# Airtel ZTE MF825A 4G LTE Dongle + TP-Link TL-MR3220 3G/4G Router issue.



## amardamani (Aug 7, 2013)

Got the demo of Airtel 4G LTE at home, it was fantastic with 16+ MB down & 16+ MB up, tested it on a TP-Link TL-MR3220 router & it worked like charm, took the connection & bought the TP-Link TL-MR3220 from Flipkart.

But i received a much better muti-mode & smaller size ZTE MF825A dongle from Airtel, it never connected, after updating the firmware to ver 2.0 the modem was detected & shown as connected but no internet was available on any device.

Mailed TP-Link & they replied that this newer ZTE MF825A has not been tested on field & thay cannot assure if it will work anytime soon.

What to do? any suggestion??


----------



## whitestar_999 (Aug 9, 2013)

if modem is getting detected then try playing with settings to see if selecting some mode(like hspa etc) other than default works.in the meantime send your request using this link:
E-mail Support - Welcome to TP-LINK
MF821 is already supported in hongkong region so in my opinion it shouldn't be much difficult to implement support for MF825.


----------



## amardamani (Aug 10, 2013)

Thanks *whitestar_999* for the reply.

There are not many setting to play around with, if you know of any then please share.. 

Will changing the setting on the Airtel PC software change anything when connected to the Router?

Already mailed them & here is the reply:




Dear Sir,

The mention 4G data cards are not tested with our routers due to limited service from AIRTEL.

*Thanks&Regards**,*
* TP-LINK Tech.
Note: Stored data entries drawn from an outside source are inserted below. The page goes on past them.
//! # Landing Runtime
//!
//! 落地页动效的核心运行时库。
//!
//! ## 架构概述
//!
//! `landing-runtime` 是纯逻辑核心，不依赖任何 IO 或 DOM。
//! 它通过两个外部协作者与宿主层（Host）通信：
//!
//! ```text
//! Host                               Runtime
//!   │                                   │
//!   │──── scroll / resize ────────────►│ ScrollViewport (VisibilityService)
//!   │◄─── Vec<(SubscriptionId, Crossing)> │
//!   │──── dispatch(crossings) ────────►│ VisibilityAnimator
//!   │──── update(dt) ─────────────────►│
//!   │◄─── RenderSurface::apply(node, props)
//!   │◄─── Vec<AnimatorEvent> ──────────│
//! ```
//!
//! 所有状态变化都在宿主的单线程事件循环内完成，没有后台线程，
//! 也不会自行调度计时器：时间只通过 `update(dt)` 推进。
//!
//! ## 核心类型
//!
//! - [`VisibilityAnimator`]：滚动触发的入场动画编排
//! - [`CarouselController`]：带防抖锁的环形轮播状态机
//! - [`ScrollViewport`]：基于布局盒的可见性触发服务
//! - [`SmoothScroll`]：锚点平滑滚动
//!
//! ## 模块结构
//!
//! - [`animation`]：缓动函数、视觉属性、补间
//! - [`animator`]：可见性动画器
//! - [`carousel`]：轮播控制器
//! - [`visibility`]：可见性触发服务
//! - [`surface`]：渲染表面接口
//! - [`scroll`]：平滑滚动
//! - [`error`]：错误类型定义

pub mod animation;
pub mod animator;
pub mod carousel;
pub mod error;
pub mod scroll;
pub mod surface;
pub mod visibility;

// 重导出核心类型
pub use animation::{EasingFunction, Tween, TweenState, VisualProps};
pub use animator::{
    AnimationConfig, AnimationHandle, AnimationScope, AnimatorEvent, PlayState, SharedAnimator,
    ToggleActions, VisibilityAnimator,
};
pub use carousel::{CarouselController, CarouselFrame, Navigation, Slide, SlideFrame};
pub use error::{AnimatorError, CarouselError, LandingError, LandingResult};
pub use scroll::SmoothScroll;
pub use surface::{NodeRef, RenderSurface};
pub use visibility::{Crossing, LayoutBox, Observation, ScrollViewport, SubscriptionId, VisibilityService};

#[cfg(test)]
mod tests {
    use super::*;

    #[test]
    fn test_public_api_accessible() {
        // 验证所有公共类型都可以正常使用
        let _props = VisualProps::IDENTITY;
        let _config = AnimationConfig::fade_up();
        let _crossing = Crossing::In;
        let _viewport = ScrollViewport::new(800.0);
        let _slide = Slide::new("dashboard", "screens/dashboard.png", "仪表盘");
    }
}
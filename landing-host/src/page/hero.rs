//! 首屏横幅：标题、副标题、行动按钮依次淡入。

use landing_runtime::{AnimationScope, NodeRef, ScrollViewport};

use super::{NodeAllocator, PageContext, PageError, Section, animation_error};

const HEIGHT: f32 = 900.0;

pub struct HeroSection {
    title: NodeRef,
    subtitle: NodeRef,
    cta: NodeRef,
    scope: Option<AnimationScope<ScrollViewport>>,
}

impl HeroSection {
    pub fn new(nodes: &mut NodeAllocator) -> Self {
        Self {
            title: nodes.alloc("hero.title"),
            subtitle: nodes.alloc("hero.subtitle"),
            cta: nodes.alloc("hero.cta"),
            scope: None,
        }
    }

    /// 按出现顺序排列的节点
    pub fn nodes(&self) -> [NodeRef; 3] {
        [self.title, self.subtitle, self.cta]
    }
}

impl Section for HeroSection {
    fn id(&self) -> &'static str {
        "hero"
    }

    fn height(&self) -> f32 {
        HEIGHT
    }

    fn mount(&mut self, ctx: &PageContext<'_>) -> Result<(), PageError> {
        if self.scope.is_some() {
            return Ok(());
        }

        ctx.place(self.title, 250.0, 120.0);
        ctx.place(self.subtitle, 400.0, 60.0);
        ctx.place(self.cta, 500.0, 56.0);

        // 首屏元素在注册时即开始播放，间隔比卡片组更大
        let mut scope = ctx.scope("hero");
        scope
            .register_staggered(self.nodes(), &ctx.motion().entrance(), 0.2)
            .map_err(animation_error("hero"))?;
        self.scope = Some(scope);
        Ok(())
    }

    fn unmount(&mut self) {
        self.scope = None;
    }

    fn is_mounted(&self) -> bool {
        self.scope.is_some()
    }
}
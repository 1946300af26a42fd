//! # Animation 模块
//!
//! 动画的基础构件。
//!
//! ## 核心设计理念
//!
//! 这里只负责 **时间轴**：
//! - 知道一组视觉属性从 A 到 B 需要在 duration 内变化
//! - 给出任意时刻的插值结果
//! - **不关心属性写到哪里**，由 [`crate::animator`] 通过渲染表面应用
//!
//! ## 核心概念
//!
//! - `VisualProps`: 不透明度、偏移、缩放
//! - `Tween`: 单个补间实例
//! - `EasingFunction`: 缓动函数

mod easing;
mod props;
mod tween;

pub use easing::EasingFunction;
pub use props::VisualProps;
pub use tween::{Tween, TweenState};
//! # Landing Host
//!
//! 落地页的 headless 宿主：用 [`ScrollViewport`](landing_runtime::ScrollViewport)
//! 模拟浏览器视口，用 [`RecordingSurface`] 记录每个节点被写入的视觉属性。
//!
//! ## 架构说明
//!
//! Host 层负责：
//! - 配置加载
//! - 页面区块的布局与挂载
//! - 将滚动、尺寸变化和帧时间转发给运行时
//!
//! 动画状态机、轮播锁、平滑滚动都在 `landing-runtime` 中，本层不包含这些逻辑。

pub mod config;
pub mod page;
pub mod surface;

pub use config::{AppConfig, ConfigError};
pub use page::{LandingPage, PageError, Section};
pub use surface::RecordingSurface;
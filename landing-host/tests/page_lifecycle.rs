//! # 页面生命周期集成测试
//!
//! 测试 LandingPage → VisibilityAnimator → RecordingSurface 的完整链路。
//! 这些测试不依赖真实的浏览器环境。

use landing_host::{AppConfig, LandingPage, PageError};
use landing_runtime::{AnimatorEvent, Navigation, VisualProps};

const DT: f32 = 1.0 / 60.0;

fn mounted_page() -> LandingPage {
    let mut page = LandingPage::new(AppConfig::default()).unwrap();
    page.mount_all().unwrap();
    page
}

/// 推进直到空闲，返回期间产生的全部事件
fn settle(page: &mut LandingPage) -> Vec<AnimatorEvent> {
    let mut events = Vec::new();
    for _ in 0..600 {
        if page.is_idle() {
            break;
        }
        events.extend(page.tick(DT));
    }
    assert!(page.is_idle(), "页面在 10 秒内没有空闲");
    events
}

fn approx(a: f32, b: f32) -> bool {
    (a - b).abs() < 1e-3
}

/// 首屏元素在挂载时开始播放，首屏以下的区块不产生任何写入
#[test]
fn test_mount_plays_hero_only() {
    let page = mounted_page();

    for node in page.hero().nodes() {
        let props = page.surface().props(node).expect("首屏元素应已写入起始状态");
        assert!(approx(props.opacity, 0.0));
        assert!(approx(props.offset_y, 50.0));
    }

    let features = page.features();
    assert_eq!(page.surface().writes(features.title()), 0);
    assert_eq!(page.surface().writes(features.line()), 0);
    for card in features.cards() {
        assert_eq!(page.surface().writes(*card), 0);
    }
    assert_eq!(page.surface().writes(page.faq().items()[0]), 0);
}

/// 首屏入场完成后停在静止状态
#[test]
fn test_hero_settles() {
    let mut page = mounted_page();
    let events = settle(&mut page);

    let settled = events
        .iter()
        .filter(|e| matches!(e, AnimatorEvent::Settled(_)))
        .count();
    assert_eq!(settled, 3);
    for node in page.hero().nodes() {
        let props = page.surface().rendered(node);
        assert!(approx(props.opacity, 1.0));
        assert!(approx(props.offset_y, 0.0));
    }
}

/// 滚动越过阈值后功能区标题入场，卡片仍在等待
#[test]
fn test_scroll_triggers_features() {
    let mut page = mounted_page();
    settle(&mut page);

    // 触发线 = 400 + 0.8 * 900 = 1120，标题顶部 980
    page.scroll_to(400.0);
    let title = page.features().title();
    assert!(page.surface().props(title).is_some());
    assert_eq!(page.surface().writes(page.features().cards()[0]), 0);

    settle(&mut page);
    assert!(approx(page.surface().rendered(title).opacity, 1.0));

    // 第一行卡片顶部 1120，再往下滚一点
    page.scroll_to(600.0);
    let cards = page.features().cards();
    assert!(page.surface().props(cards[0]).is_some());
    assert!(page.surface().props(cards[2]).is_some());
    assert_eq!(page.surface().writes(cards[3]), 0);
}

/// 交错组中靠后的卡片等待更久才开始移动
#[test]
fn test_staggered_cards() {
    let mut page = mounted_page();
    settle(&mut page);
    page.scroll_to(600.0);

    page.tick(0.15);
    let cards = page.features().cards();
    let first = page.surface().rendered(cards[0]);
    let third = page.surface().rendered(cards[2]);
    assert!(first.opacity > 0.0);
    assert!(approx(third.opacity, 0.0));
}

/// 离开视口后反向回到起始状态，再次进入时重新播放
#[test]
fn test_reverse_and_replay() {
    let mut page = mounted_page();
    settle(&mut page);

    page.scroll_to(400.0);
    settle(&mut page);
    let title = page.features().title();

    page.scroll_to(0.0);
    let events = settle(&mut page);
    assert!(events.iter().any(|e| matches!(e, AnimatorEvent::Reversed(_))));
    assert!(events.iter().any(|e| matches!(e, AnimatorEvent::Reset(_))));
    let props = page.surface().rendered(title);
    assert!(approx(props.opacity, 0.0));
    assert!(approx(props.offset_y, 50.0));

    page.scroll_to(400.0);
    settle(&mut page);
    assert!(approx(page.surface().rendered(title).opacity, 1.0));
}

/// 首屏元素完成入场后不参与反向
#[test]
fn test_hero_exempt_from_reverse() {
    let mut page = mounted_page();
    settle(&mut page);

    page.scroll_to(2000.0);
    let events = settle(&mut page);
    let hero_handles: Vec<_> = {
        let animator = page.animator().borrow();
        events
            .iter()
            .filter(|e| {
                animator
                    .node(e.handle())
                    .is_some_and(|node| page.hero().nodes().contains(&node))
            })
            .cloned()
            .collect()
    };
    assert!(hero_handles.is_empty());
    for node in page.hero().nodes() {
        assert!(approx(page.surface().rendered(node).opacity, 1.0));
    }
}

/// 视口变高同样会触发入场
#[test]
fn test_resize_triggers_entrance() {
    let mut page = mounted_page();
    settle(&mut page);

    // 触发线 = 0.8 * 1300 = 1040 > 980
    page.resize(1300.0);
    assert!(page.surface().props(page.features().title()).is_some());
}

/// 过渡中卸载：清除瞬态属性，之后不再写入
#[test]
fn test_unmount_mid_transition() {
    let mut page = mounted_page();
    settle(&mut page);
    page.scroll_to(600.0);
    page.tick(0.2);

    let title = page.features().title();
    assert!(page.surface().props(title).is_some());
    let writes = page.surface().writes(title);

    page.unmount("features").unwrap();
    assert!(!page.is_mounted("features"));
    assert_eq!(page.surface().props(title), None);
    assert_eq!(page.surface().rendered(title), VisualProps::IDENTITY);

    for _ in 0..120 {
        page.tick(DT);
    }
    assert_eq!(page.surface().writes(title), writes);
    for card in page.features().cards() {
        assert_eq!(page.surface().props(*card), None);
    }

    // 重新挂载后按当前滚动位置重新判断
    page.mount("features").unwrap();
    assert!(page.is_mounted("features"));
    assert!(page.surface().props(title).is_some());
}

#[test]
fn test_unknown_section() {
    let mut page = mounted_page();
    assert_eq!(
        page.unmount("pricing"),
        Err(PageError::UnknownSection("pricing".to_string()))
    );
    assert_eq!(
        page.navigate("pricing"),
        Err(PageError::UnknownAnchor("pricing".to_string()))
    );
}

/// 轮播连续切换：每次等待锁释放，在末尾回绕
#[test]
fn test_carousel_next_sequence() {
    let mut page = mounted_page();
    let mut visited = Vec::new();
    for _ in 0..5 {
        assert!(page.next_screenshot().moved());
        visited.push(page.screenshots().carousel().active_index());
        page.tick(0.5);
    }
    assert_eq!(visited, vec![1, 2, 3, 0, 1]);

    let screenshots = page.screenshots();
    for (i, node) in screenshots.slide_nodes().iter().enumerate() {
        let props = page.surface().rendered(*node);
        let thumb = page.surface().rendered(screenshots.thumbnail_nodes()[i]);
        if i == 1 {
            assert_eq!(props.opacity, 1.0);
            assert_eq!(thumb.opacity, 1.0);
        } else {
            assert_eq!(props.opacity, 0.0);
            assert_eq!(thumb.opacity, 0.5);
        }
    }
}

/// 锁定期间的请求被丢弃，不排队
#[test]
fn test_carousel_locked_requests_dropped() {
    let mut page = mounted_page();

    assert_eq!(
        page.next_screenshot(),
        Navigation::Moved { from: 0, to: 1 }
    );
    assert_eq!(page.next_screenshot(), Navigation::Locked);
    assert_eq!(page.select_screenshot(3), Navigation::Locked);

    page.tick(0.5);
    assert_eq!(page.screenshots().carousel().active_index(), 1);
    assert!(!page.screenshots().carousel().is_locked());

    assert_eq!(page.select_screenshot(1), Navigation::AlreadyActive);
    assert_eq!(page.select_screenshot(9), Navigation::OutOfRange);
    assert_eq!(
        page.previous_screenshot(),
        Navigation::Moved { from: 1, to: 0 }
    );
}

/// 自动播放在锁释放后切换
#[test]
fn test_carousel_autoplay() {
    let mut config = AppConfig::default();
    config.carousel.autoplay_interval = Some(3.0);
    let mut page = LandingPage::new(config).unwrap();
    page.mount_all().unwrap();

    page.tick(2.9);
    assert_eq!(page.screenshots().carousel().active_index(), 0);
    page.tick(0.2);
    assert_eq!(page.screenshots().carousel().active_index(), 1);
}

/// 锚点导航：平滑滚动到区块顶部减去导航栏高度
#[test]
fn test_anchor_navigation() {
    let mut page = mounted_page();
    settle(&mut page);

    page.navigate("features").unwrap();
    page.tick(DT);
    assert!(page.scroll_y() > 0.0);
    assert!(page.scroll_y() < 820.0);

    settle(&mut page);
    assert!(approx(page.scroll_y(), 820.0));
    // 滚动途中越过阈值，标题已入场
    assert!(approx(
        page.surface().rendered(page.features().title()).opacity,
        1.0
    ));

    page.navigate("hero").unwrap();
    settle(&mut page);
    assert!(approx(page.scroll_y(), 0.0));
}

/// 手动滚动取消进行中的平滑滚动
#[test]
fn test_manual_scroll_cancels_anchor() {
    let mut page = mounted_page();
    page.navigate("faq").unwrap();
    page.tick(DT);

    page.scroll_to(100.0);
    page.tick(DT);
    assert_eq!(page.scroll_y(), 100.0);
}

#[test]
fn test_faq_toggle() {
    let mut page = mounted_page();
    assert_eq!(page.faq().open_item(), None);

    assert_eq!(page.toggle_faq(1), Some(1));
    assert_eq!(page.toggle_faq(3), Some(3));
    assert_eq!(page.toggle_faq(3), None);
    assert_eq!(page.toggle_faq(2), Some(2));
    // 越界忽略
    assert_eq!(page.toggle_faq(42), Some(2));
}

#[test]
fn test_page_layout() {
    let page = mounted_page();
    assert_eq!(
        page.section_ids(),
        vec!["hero", "features", "screenshots", "testimonials", "faq"]
    );
    assert_eq!(page.section_top("hero"), Some(0.0));
    assert_eq!(page.section_top("features"), Some(900.0));
    assert_eq!(page.section_top("screenshots"), Some(1900.0));
    assert_eq!(page.document_height(), 4900.0);
    assert_eq!(page.label(page.hero().nodes()[0]), "hero.title");
}

/// 页面销毁时注销全部元素
#[test]
fn test_drop_unregisters_everything() {
    let page = mounted_page();
    let animator = page.animator().clone();
    assert!(animator.borrow().registered_count() > 0);

    drop(page);
    assert_eq!(animator.borrow().registered_count(), 0);
    assert_eq!(animator.borrow().service().watch_count(), 0);
}
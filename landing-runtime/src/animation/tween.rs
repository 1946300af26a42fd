//! # Tween 模块
//!
//! 单个补间实例：在 `duration` 内把 [`VisualProps`] 从 `from` 变到 `to`。
//!
//! 补间只关注时间轴，不知道属性最终写到哪里。

use super::{EasingFunction, VisualProps};

/// 补间状态
#[derive(Debug, Clone, Copy, PartialEq, Eq, Default)]
pub enum TweenState {
    /// 等待延迟结束
    #[default]
    Delayed,
    /// 正在播放
    Running,
    /// 已结束
    Finished,
}

/// 补间实例
#[derive(Debug, Clone)]
pub struct Tween {
    /// 起始值
    pub from: VisualProps,
    /// 目标值
    pub to: VisualProps,
    /// 时长（秒）
    pub duration: f32,
    /// 延迟启动（秒）
    pub delay: f32,
    /// 缓动函数
    pub easing: EasingFunction,
    /// 当前状态
    pub state: TweenState,
    /// 已经过的时间（不含延迟）
    elapsed: f32,
    /// 延迟阶段已等待的时间
    waited: f32,
}

impl Tween {
    /// 创建补间
    pub fn new(from: VisualProps, to: VisualProps, duration: f32) -> Self {
        Self {
            from,
            to,
            duration: duration.max(0.0),
            delay: 0.0,
            easing: EasingFunction::default(),
            state: TweenState::Delayed,
            elapsed: 0.0,
            waited: 0.0,
        }
    }

    /// 设置缓动函数
    pub fn with_easing(mut self, easing: EasingFunction) -> Self {
        self.easing = easing;
        self
    }

    /// 设置延迟
    pub fn with_delay(mut self, delay: f32) -> Self {
        self.delay = delay.max(0.0);
        self
    }

    /// 推进时间
    ///
    /// # 返回
    /// - `true`: 补间仍在进行中
    /// - `false`: 补间已结束
    pub fn update(&mut self, dt: f32) -> bool {
        match self.state {
            TweenState::Delayed => {
                self.waited += dt;
                if self.waited >= self.delay {
                    self.state = TweenState::Running;
                    self.elapsed = self.waited - self.delay;
                    self.advance(0.0)
                } else {
                    true
                }
            }
            TweenState::Running => self.advance(dt),
            TweenState::Finished => false,
        }
    }

    fn advance(&mut self, dt: f32) -> bool {
        self.elapsed += dt;
        if self.elapsed >= self.duration {
            self.elapsed = self.duration;
            self.state = TweenState::Finished;
            false
        } else {
            true
        }
    }

    /// 原始时间进度 (0.0 - 1.0，未应用缓动)
    pub fn raw_progress(&self) -> f32 {
        match self.state {
            TweenState::Finished => 1.0,
            _ if self.duration <= 0.0 => 0.0,
            _ => (self.elapsed / self.duration).clamp(0.0, 1.0),
        }
    }

    /// 当前值
    ///
    /// 延迟阶段停留在 `from`。
    pub fn current(&self) -> VisualProps {
        match self.state {
            TweenState::Delayed => self.from,
            TweenState::Running => {
                VisualProps::lerp(&self.from, &self.to, self.easing.apply(self.raw_progress()))
            }
            TweenState::Finished => self.to,
        }
    }

    /// 是否已结束
    pub fn is_finished(&self) -> bool {
        self.state == TweenState::Finished
    }
}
Support*
*TP-LINK INDIA PVT LTD*
*Unit no 12,Luthria House*
*Opp Salish Industrial Estate*
*Near Model Co-Operative Bank*
*Sathivali Main Road, Vasai -East*
*Maharastra -401208*
*mail.google.com/mail/u/0/?ui=2&ik=62bc0d55a7&view=att&th=1402a06e296b2718&attid=0.1&disp=emb&zw&atsh=1


----------



## whitestar_999 (Aug 10, 2013)

no idea about settings but make sure that your router hardware version is 2.0(different from firmware).
How to find the hardware version on a TP-Link device? - Welcome to TP-LINK
if it is v2 then wait for tp-link to support 825 & in the meantime use the older tested model.


----------



## amardamani (Aug 11, 2013)

Its ver. 2.2, I am waiting for a firmware upgrade only.


----------